Fiber can help regulate blood sugar, reduce cholesterol, and may even help prevent cancer. Here are 4 ways to sneak more of it into your diet.

  • Fiber is an essential nutrient, but only 7% of Americans eat the recommended amount.

  • Small changes, like swapping in whole grains, can make a big difference.

  • If you still aren't getting enough fiber, try taking a supplement, a dietician told Insider.

Fiber is a gut health superstar. The benefits of fiber include regulating blood sugar, reducing the risk of colon cancer, reducing cholesterol, and helping to prevent stroke, heart disease and hypertension. Not to mention, eating enough fiber can make going to the bathroom an easier experience.

Despite these benefits, the American Society for Nutrition estimates that only 7% of Americans meet their daily fiber needs: About 25 grams a day for women, and 38 grams a day for men.

Insider talked to Dr. Joanne Slavin, a professor and registered dietician in the department of food science and nutrition at the University of Minnesota, about easy ways to sneak more fiber into your diet to hit those goals.

Opt for whole grains

Eating whole grains is a great way to get more fiber in your diet, said Slavin. "We get most of our fiber from grains," Slavin said. "Whole grains have more than refined grains."

Whole grains, like barely, oats, rice, wheat and corn, include all parts of the grain seed. Making small swaps, like using whole-wheat bread instead of white bread for a sandwich during lunch, can boost fiber intake by 2-3 grams.

In fact, fiber from whole grains — specifically dark bread, bran and high-fiber cereal like oatmeal — may be even better than fiber from fruits and vegetables at reducing inflammation and risk of heart disease, Insider reported previously.

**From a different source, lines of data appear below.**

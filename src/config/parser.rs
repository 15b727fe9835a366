//! Configuration parser for loading and merging configuration sources.
//!
//! Sources are layered with the precedence CLI flag > environment > YAML
//! file > built-in default. The YAML file is optional.

use crate::error::{ConfigError, DeployError, Result};
use std::path::{Path, PathBuf};
use tracing::{debug, info};

use super::spec::DeployConfig;

/// Values supplied on the command line; `None` leaves the lower layers alone.
#[derive(Debug, Clone, Default, PartialEq, Eq)]
pub struct ConfigOverrides {
    /// Target FQDN.
    pub domain: Option<String>,
    /// Contact email.
    pub email: Option<String>,
    /// Database name.
    pub db_name: Option<String>,
    /// Database role.
    pub db_user: Option<String>,
    /// Database role password.
    pub db_password: Option<String>,
    /// Backend source directory.
    pub backend_src: Option<PathBuf>,
    /// Frontend source directory.
    pub frontend_src: Option<PathBuf>,
    /// Application name.
    pub app_name: Option<String>,
    /// TLS certificate.
    pub tls_cert_path: Option<PathBuf>,
    /// TLS private key.
    pub tls_key_path: Option<PathBuf>,
    /// TLS intermediate chain.
    pub tls_chain_path: Option<PathBuf>,
    /// Log file.
    pub log_file: Option<PathBuf>,
}

/// Configuration parser for loading deployment configuration.
#[derive(Debug, Default)]
pub struct ConfigParser {
    /// Base path for resolving `.env`.
    base_path: Option<PathBuf>,
}

impl ConfigParser {
    /// Creates a new configuration parser.
    #[must_use]
    pub const fn new() -> Self {
        Self { base_path: None }
    }

    /// Sets the directory searched for `.env`.
    #[must_use]
    pub fn with_base_path(mut self, path: impl Into<PathBuf>) -> Self {
        self.base_path = Some(path.into());
        self
    }

    /// Loads configuration from a YAML file.
    ///
    /// # Errors
    ///
    /// Returns an error if the file cannot be read or parsed.
    pub fn load_file(&self, path: impl AsRef<Path>) -> Result<DeployConfig> {
        let path = path.as_ref();
        info!("Loading configuration from: {}", path.display());

        if !path.exists() {
            return Err(DeployError::Config(ConfigError::FileNotFound {
                path: path.to_path_buf(),
            }));
        }

        let content = std::fs::read_to_string(path).map_err(|e| {
            DeployError::Config(ConfigError::ParseError {
                message: format!("Failed to read file: {e}"),
                location: Some(path.display().to_string()),
            })
        })?;

        self.parse_yaml(&content, Some(path))
    }

    /// Parses configuration from a YAML string.
    ///
    /// # Errors
    ///
    /// Returns an error if the YAML is invalid.
    pub fn parse_yaml(&self, content: &str, source: Option<&Path>) -> Result<DeployConfig> {
        debug!("Parsing YAML configuration");

        if content.trim().is_empty() {
            return Ok(DeployConfig::default());
        }

        let config: DeployConfig = serde_yaml::from_str(content).map_err(|e| {
            let location = source.map(|p| p.display().to_string());
            DeployError::Config(ConfigError::ParseError {
                message: format!("YAML parse error: {e}"),
                location,
            })
        })?;

        debug!("Parsed configuration for domain: {}", config.domain);
        Ok(config)
    }

    /// Builds the effective configuration from every layer.
    ///
    /// `file` is the explicit config path; when absent the file is searched
    /// upward from `search_from` and skipped if none exists.
    ///
    /// # Errors
    ///
    /// Returns an error if an explicit file is missing or any file is invalid.
    pub fn resolve(
        &self,
        file: Option<&Path>,
        search_from: &Path,
        overrides: &ConfigOverrides,
    ) -> Result<DeployConfig> {
        let mut config = match file {
            Some(path) => self.load_file(path)?,
            None => match find_config_file(search_from) {
                Some(path) => self.load_file(path)?,
                None => {
                    debug!("No configuration file found; using defaults");
                    DeployConfig::default()
                }
            },
        };

        Self::apply_env_overrides(&mut config);
        Self::apply_overrides(&mut config, overrides);
        Ok(config)
    }

    /// Applies `ALMADEPLOY_*` environment variables.
    fn apply_env_overrides(config: &mut DeployConfig) {
        if let Some(domain) = env_value("ALMADEPLOY_DOMAIN") {
            debug!("Overriding domain from environment");
            config.domain = domain;
        }
        if let Some(email) = env_value("ALMADEPLOY_EMAIL") {
            debug!("Overriding contact_email from environment");
            config.contact_email = Some(email);
        }
        if let Some(app) = env_value("ALMADEPLOY_APP_NAME") {
            debug!("Overriding app_name from environment");
            config.app_name = app;
        }
        if let Some(name) = env_value("ALMADEPLOY_DB_NAME") {
            debug!("Overriding database.name from environment");
            config.database.name = name;
        }
        if let Some(user) = env_value("ALMADEPLOY_DB_USER") {
            debug!("Overriding database.user from environment");
            config.database.user = user;
        }
        if let Some(password) = env_value("ALMADEPLOY_DB_PASSWORD") {
            debug!("Overriding database.password from environment");
            config.database.password = password;
        }
    }

    /// Applies command-line values on top of everything else.
    pub fn apply_overrides(config: &mut DeployConfig, overrides: &ConfigOverrides) {
        if let Some(domain) = &overrides.domain {
            config.domain.clone_from(domain);
        }
        if let Some(email) = &overrides.email {
            config.contact_email = Some(email.clone());
        }
        if let Some(name) = &overrides.db_name {
            config.database.name.clone_from(name);
        }
        if let Some(user) = &overrides.db_user {
            config.database.user.clone_from(user);
        }
        if let Some(password) = &overrides.db_password {
            config.database.password.clone_from(password);
        }
        if let Some(path) = &overrides.backend_src {
            config.sources.backend.clone_from(path);
        }
        if let Some(path) = &overrides.frontend_src {
            config.sources.frontend.clone_from(path);
        }
        if let Some(app) = &overrides.app_name {
            config.app_name.clone_from(app);
        }
        if let Some(path) = &overrides.tls_cert_path {
            config.tls.cert_path = Some(path.clone());
        }
        if let Some(path) = &overrides.tls_key_path {
            config.tls.key_path = Some(path.clone());
        }
        if let Some(path) = &overrides.tls_chain_path {
            config.tls.chain_path = Some(path.clone());
        }
        if let Some(path) = &overrides.log_file {
            config.paths.log_file = Some(path.clone());
        }
    }

    /// Loads the `.env` file if present.
    ///
    /// # Errors
    ///
    /// Returns an error if the `.env` file exists but cannot be loaded.
    pub fn load_dotenv(&self) -> Result<()> {
        let env_path = self
            .base_path
            .as_ref()
            .map_or_else(|| PathBuf::from(".env"), |p| p.join(".env"));

        if env_path.exists() {
            info!("Loading environment from: {}", env_path.display());
            dotenvy::from_path(&env_path).map_err(|e| {
                DeployError::Config(ConfigError::ParseError {
                    message: format!("Failed to load .env file: {e}"),
                    location: Some(env_path.display().to_string()),
                })
            })?;
        } else {
            debug!(".env file not found at: {}", env_path.display());
        }

        Ok(())
    }
}

/// Reads a non-empty environment variable.
fn env_value(name: &str) -> Option<String> {
    std::env::var(name).ok().filter(|v| !v.is_empty())
}

/// Default configuration file names to search for.
pub const DEFAULT_CONFIG_FILES: &[&str] = &["almadeploy.yaml", "almadeploy.yml"];

/// Finds the configuration file in the given directory or its parents.
#[must_use]
pub fn find_config_file(start_dir: impl AsRef<Path>) -> Option<PathBuf> {
    let mut current = start_dir.as_ref().to_path_buf();

    loop {
        for filename in DEFAULT_CONFIG_FILES {
            let config_path = current.join(filename);
            if config_path.is_file() {
                info!("Found configuration file: {}", config_path.display());
                return Some(config_path);
            }
        }

        if !current.pop() {
            return None;
        }
    }
}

Make soups, stews or a stir fry

While eating veggies is a great way to get more fiber, cooking them down in a soup, stew or stir-fry can make for an even more efficient source.

"When you're cooking vegetables or even cooking fruit, you're driving out water and increasing fiber," Slavin said.

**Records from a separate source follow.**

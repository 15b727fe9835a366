//! Environment file read by the backend unit.

use crate::config::{DeployConfig, HostLayout};
use std::fmt::Write as _;

use super::MANAGED_HEADER;

/// PostgreSQL port on the loopback interface.
const PG_PORT: u16 = 5432;

/// Renders `KEY=value` lines with the database connection parameters.
#[must_use]
pub fn render_env_file(config: &DeployConfig, layout: &HostLayout) -> String {
    let db = &config.database;
    let jdbc = format!("jdbc:postgresql://localhost:{PG_PORT}/{}", db.name);

    let entries: [(&str, &str); 11] = [
        ("APP_NAME", &layout.app_name),
        ("APP_DOMAIN", &config.domain),
        ("DB_HOST", "localhost"),
        ("DB_PORT", "5432"),
        ("DB_NAME", &db.name),
        ("DB_USER", &db.user),
        ("DB_PASSWORD", &db.password),
        ("SPRING_DATASOURCE_URL", &jdbc),
        ("SPRING_DATASOURCE_USERNAME", &db.user),
        ("SPRING_DATASOURCE_PASSWORD", &db.password),
        ("JAVA_OPTS", &config.app.java_opts),
    ];

    let mut out = String::new();
    let _ = writeln!(out, "{MANAGED_HEADER}");
    for (key, value) in entries {
        let _ = writeln!(out, "{key}={}", quote_value(value));
    }
    out
}

/// Quotes a value for a systemd `EnvironmentFile`.
fn quote_value(value: &str) -> String {
    let plain = !value.is_empty()
        && value
            .chars()
            .all(|c| c.is_ascii_alphanumeric() || "_-./:@,+=%".contains(c));
    if plain {
        return value.to_string();
    }

    let mut quoted = String::with_capacity(value.len() + 2);
    quoted.push('"');
    for c in value.chars() {
        match c {
            '"' => quoted.push_str("\\\""),
            '\\' => quoted.push_str("\\\\"),
            '\n' => quoted.push_str("\\n"),
            other => quoted.push(other),
        }
    }
    quoted.push('"');
    quoted
}
//! Application service account.

use async_trait::async_trait;
use tracing::debug;

use super::{Phase, PhaseContext, PhaseReport, RunState};
use crate::error::Result;
use crate::host::ServiceAccount;
use crate::planner::PhaseKind;

/// Shell for accounts that must not log in.
const NOLOGIN_SHELL: &str = "/sbin/nologin";

/// Creates the system user and group the backend runs as. Existing accounts
/// are never modified.
pub struct AccountsPhase;

#[async_trait]
impl Phase for AccountsPhase {
    fn kind(&self) -> PhaseKind {
        PhaseKind::Accounts
    }

    async fn apply(&self, ctx: &PhaseContext<'_>, run: &mut RunState) -> Result<PhaseReport> {
        let name = &ctx.layout.service_user;
        let mut report = PhaseReport::new();

        if ctx.host.user_exists(name).await? {
            debug!("Service account {name} already exists");
            return Ok(report);
        }

        let account = ServiceAccount {
            name: name.clone(),
            home: ctx.layout.deploy_root.clone(),
            shell: String::from(NOLOGIN_SHELL),
        };
        ctx.host.create_system_user(&account).await?;
        run.accounts_created.push(name.clone());
        report.created(format!("Created system account {name}"));

        Ok(report)
    }
}
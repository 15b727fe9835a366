//! Command-line interface for almadeploy.
//!
//! Flag definitions live in `commands`; text and JSON rendering of plans,
//! validation results and deployment summaries lives in `output`.

mod commands;
mod output;

pub use commands::{Cli, Commands, DeployArgs, OutputFormat};
pub use output::OutputFormatter;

Soups, stews and stir fry can also be great options for meal-prepping: Make a large batch at the beginning of the week and you can store it in the refrigerator or freezer for an easy home-made meal later.

Eat fiber throughout the day

Some people, Slavin notes, try to knock out their fiber intake for the day at breakfast, using a supplement like psyllium husk (also known by the brand Metamucil). But she instead advises people try to eat fiber at every meal if they can.

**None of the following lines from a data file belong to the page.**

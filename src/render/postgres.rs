//! Edits to the PostgreSQL configuration files.
//!
//! Both functions return `None` when the file already has the desired
//! content, so callers can tell whether a restart is needed.

/// Access rules granting `user` password access to `db` over loopback.
#[must_use]
pub fn hba_rules(db: &str, user: &str) -> Vec<String> {
    ["127.0.0.1/32", "::1/128"]
        .iter()
        .map(|addr| format!("host    {db}    {user}    {addr}    md5"))
        .collect()
}

/// Adds each missing rule to `pg_hba.conf`, compared line-exact.
///
/// Rules go in front of the first existing `host` rule, because
/// PostgreSQL uses the first matching line and the distribution default
/// is `ident` for loopback.
#[must_use]
pub fn ensure_hba_rules(content: &str, rules: &[String]) -> Option<String> {
    let present = |rule: &str| content.lines().any(|line| line.trim() == rule);
    let missing: Vec<&String> = rules.iter().filter(|r| !present(r)).collect();
    if missing.is_empty() {
        return None;
    }

    let mut lines: Vec<String> = content.lines().map(str::to_string).collect();
    let insert_at = lines
        .iter()
        .position(|l| l.trim_start().starts_with("host"))
        .unwrap_or(lines.len());
    for (offset, rule) in missing.into_iter().enumerate() {
        lines.insert(insert_at + offset, rule.clone());
    }

    let mut out = lines.join("\n");
    out.push('\n');
    Some(out)
}

/// Pins `listen_addresses` to `localhost` in `postgresql.conf`.
///
/// Active settings with another value are commented out and the pinned line
/// is appended; a commented default does not count as set.
#[must_use]
pub fn restrict_listen_addresses(content: &str) -> Option<String> {
    const WANTED: &str = "listen_addresses = 'localhost'";

    let active: Vec<(usize, String)> = content
        .lines()
        .enumerate()
        .filter_map(|(i, line)| listen_value(line).map(|v| (i, v)))
        .collect();

    // Last assignment wins in postgresql.conf.
    if active.len() == 1 && active[0].1 == "localhost" {
        return None;
    }

    let mut lines: Vec<String> = content.lines().map(str::to_string).collect();
    for (i, _) in &active {
        lines[*i] = format!("#{}", lines[*i]);
    }
    lines.push(String::from(WANTED));

    let mut out = lines.join("\n");
    out.push('\n');
    Some(out)
}

/// Value of an uncommented `listen_addresses` line.
fn listen_value(line: &str) -> Option<String> {
    let line = line.trim();
    let rest = line.strip_prefix("listen_addresses")?;
    let rest = rest.trim_start().strip_prefix('=')?;
    let value = rest.split('#').next()?.trim();
    Some(value.trim_matches('\'').to_string())
}

#[cfg(test)]
mod tests {
    use super::*;

    const DEFAULT_HBA: &str = "# TYPE  DATABASE  USER  ADDRESS  METHOD\n\
                               local   all   all   peer\n\
                               host    all   all   127.0.0.1/32   ident\n\
                               host    all   all   ::1/128        ident\n";

    #[test]
    fn test_hba_rules_inserted_before_host_lines() {
        let rules = hba_rules("foo", "bar");
        let updated = ensure_hba_rules(DEFAULT_HBA, &rules).unwrap();
        let lines: Vec<&str> = updated.lines().collect();

        assert_eq!(lines[2], "host    foo    bar    127.0.0.1/32    md5");
        assert_eq!(lines[3], "host    foo    bar    ::1/128    md5");
        assert_eq!(lines[4], "host    all   all   127.0.0.1/32   ident");
    }

    #[test]
    fn test_hba_rules_idempotent() {
        let rules = hba_rules("foo", "bar");
        let once = ensure_hba_rules(DEFAULT_HBA, &rules).unwrap();
        assert!(ensure_hba_rules(&once, &rules).is_none());
    }

    #[test]
    fn test_hba_rules_appended_without_host_lines() {
        let rules = hba_rules("foo", "bar");
        let updated = ensure_hba_rules("local all all peer\n", &rules).unwrap();
        assert!(updated.ends_with("::1/128    md5\n"));
    }

    #[test]
    fn test_listen_addresses_commented_default() {
        let conf = "#listen_addresses = 'localhost'\nmax_connections = 100\n";
        let updated = restrict_listen_addresses(conf).unwrap();
        assert!(updated.ends_with("listen_addresses = 'localhost'\n"));
        assert!(restrict_listen_addresses(&updated).is_none());
    }

    #[test]
    fn test_listen_addresses_wildcard_replaced() {
        let conf = "listen_addresses = '*'    # what IP address(es) to listen on\n";
        let updated = restrict_listen_addresses(conf).unwrap();
        let lines: Vec<&str> = updated.lines().collect();
        assert!(lines[0].starts_with("#listen_addresses = '*'"));
        assert_eq!(lines[1], "listen_addresses = 'localhost'");
    }
}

If you want to reach 28 grams per day of fiber, you should aim for 10 grams of fiber per meal, Slavin said. "That's two to three servings of fruits, vegetables or whole grains."

Making small changes, like adding more vegetables, nuts, seeds or legumes, or keeping on vegetable skins, could help you hit your fiber at each meal. Slavin recommends using seasonal fruits and vegetables for the best taste.

The biggest thing, Slavin said, is that "every time you have a choice, if you can make a choice that includes more fiber, that's going to be a better choice."

Grab a supplement — and start slowly

While Slavin thinks getting fiber through foods is the best option, she says it is OK to use a supplement if you're having trouble hitting your daily fiber intake goals.

"I believe fiber is that important, so if you can't do it with your food, you might want to think of a way that's a good supplement," Slavin said.

Metamucil is one option, she said.

People who aren't used to having fiber in their diet might experience gastrointestinal distress when they start adding in more fiber, Slavin said. But don't let that discourage you.

"If somebody says I tried this product, it really bothers me, well try something else," Slavin said. You can also slowly add more fiber over time, she said, to help your body adjust.

Ultimately, any addition of fiber is a good thing. "People that eat more plant foods, which is where fiber comes from, have better health outcomes," Slavin said.